Трудно не разделить искреннее восхищение графа Мусулина этим искусно составленным текстом. Утверждение, которое часто делается в поверхностных описаниях предвоенных событий, о том, что этот ответ представлял собой почти полную капитуляцию Сербии перед австрийскими требованиями, глубоко ошибочно. Это был документ, сформулированный для друзей Сербии, а не для ее врага. Он предлагал австрийцам удивительно мало[1448]. Более того, он возлагал на Вену ответственность за прогресс в расследовании сербской подоплеки заговора, не допуская, с другой стороны, такого сотрудничества, которое могло бы позволить австрийцам эффективно расплести соответствующие возможные нити заговора. В этом смысле он представляет собой продолжение политики, которой сербские власти следовали с 28 июня: категорически отрицать любую форму причастности и воздерживаться от любых инициатив, которые могут быть предприняты для подтверждения признания такой причастности. Многие ответы по конкретным вопросам открывали перспективу долгих, тяжелых и, по всей вероятности, в конечном итоге бессмысленных переговоров с австрийцами по поводу того, что именно является «фактами и доказательствами» ирредентистской пропаганды или заговорщической деятельности офицеров и должностных лиц. Апелляция к «международному праву», хотя и эффективная в качестве пропаганды, была в чистом виде попыткой запутать противника, поскольку не существовало ни международной судебной практики по делам подобного рода, ни каких-либо международных органов, обладающих полномочиями разрешать их законным и обязательным для сторон образом. Тем не менее текст идеально передавал тональность, свойственную реакции здравомыслящих государственных деятелей, находящихся в состоянии искреннего недоумения, изо всех сил пытающихся разобраться в возмутительных и неприемлемых требованиях. Это был спокойный голос политической, конституционной Сербии, отрицающей любые связи со своим экспансионистским, пансербским двойником, в той манере, что глубоко укоренилась в ее поведении в сфере международных отношений. Без сомнения, этого было достаточно, чтобы убедить друзей Сербии в том, что перед лицом такой полной капитуляции у Вены нет никаких оснований для агрессивных действий.
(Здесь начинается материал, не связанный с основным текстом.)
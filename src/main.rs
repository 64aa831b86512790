/// Blockway: DAG-based block workflow engine
///
/// Main entry point for the Blockway server.

use blockway::{config::Config, server::start_server};

/// Application entry point
///
/// The server provides:
/// - DAG management API at /api/dags/*
/// - Run triggers at /run/{dag_id}/*
/// - Health check at /healthz
#[tokio::main]
async fn main() -> Result<(), Box<dyn std::error::Error>> {
    // Configuration comes from BLOCKWAY_* environment variables
    let config = Config::default();

    start_server(config).await?;

    Ok(())
}
/// Built-in block implementations
///
/// Script, APIRequest and Schema ship with the engine. Every other block type
/// is provided by the embedding application through `BlockRegistry::register`.

pub mod api_request;
pub mod schema;
pub mod script;

pub use api_request::ApiRequestBlock;
pub use schema::SchemaBlock;
pub use script::ScriptBlock;

use serde_json::Value;

/// Apply a JSONPath to `data`
///
/// No match yields `null`, one match the value itself, several an array.
pub fn select_path(data: &Value, path: &str) -> Result<Value, String> {
    let mut matches = jsonpath_lib::select(data, path)
        .map_err(|e| format!("invalid JSONPath '{}': {:?}", path, e))?;

    Ok(match matches.len() {
        0 => Value::Null,
        1 => matches.remove(0).clone(),
        _ => Value::Array(matches.into_iter().cloned().collect()),
    })
}

#[cfg(test)]
mod tests {
    use super::*;
    use serde_json::json;

    #[test]
    fn select_path_shapes() {
        let data = json!({ "order": { "id": 7, "lines": [{ "sku": "a" }, { "sku": "b" }] } });
        assert_eq!(select_path(&data, "$.order.id").unwrap(), json!(7));
        assert_eq!(select_path(&data, "$.order.lines[*].sku").unwrap(), json!(["a", "b"]));
        assert_eq!(select_path(&data, "$.missing").unwrap(), Value::Null);
    }
}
В действительности, конечно, это был отказ по большинству пунктов, облаченный в очень красивую упаковку. Можно задать резонный вопрос, был ли у Пашича какой-либо другой путь, когда, отказавшись взять на себя инициативу по подавлению ирредентистских сетей, он позволил кризису достичь этой точки. Уже были рассмотрены различные причины пассивности премьер-министра после 28 июня – его сохраняющаяся уязвимость после недавних столкновений с военной партией и сетью «Черной руки», глубоко укоренившаяся привычка к скрытности и секретности, которую он выработал за тридцать лет нахождения на опасной вершине сербской политики, и фундаментальные идеологические симпатии к ирредентистскому делу и самого Пашича, и большинства его коллег. К этому можно добавить еще одно соображение. У Пашича, должно быть, были веские причины опасаться тщательного расследования Сараевского теракта, потому что оно вскрыло бы связи с верхушкой сербской политической элиты. Любая информация, проливающая свет на деяния Аписа, нанесла бы, мягко говоря, ущерб позиции Белграда. Но гораздо более ужасной была возможность того, что нахождение и арест двойного агента Цигановича, которого австрийцы определили в качестве подозреваемого, могли выявить осведомленность Пашича и его коллег-министров о готовящемся преступлении, осведомленность, которую Пашич категорически отрицал в своем интервью газете Az Est[1449] 7 июля. В каком-то смысле, конечно, австрийцы действительно требовали невозможного, а именно, чтобы официальная Сербия, существующая на политической карте Европы, ликвидировала духовную экспансионистскую Сербию этнического ирредентизма. Проблема заключалась в том, что эти две страны были взаимозависимыми и неразделимыми, они были двумя сторонами одной сущности. В военном министерстве в Белграде – трудно представить место, более официальное, – перед входом в главный зал приемов, висела картина, изображающая сербский пейзаж, на фоне которого стояла аллегорическая вооруженная женская фигура, на щите которой было указано: «провинции, которые еще предстоит освободить»: Босния, Герцеговина, Воеводина, Далмация и т. д.[1450]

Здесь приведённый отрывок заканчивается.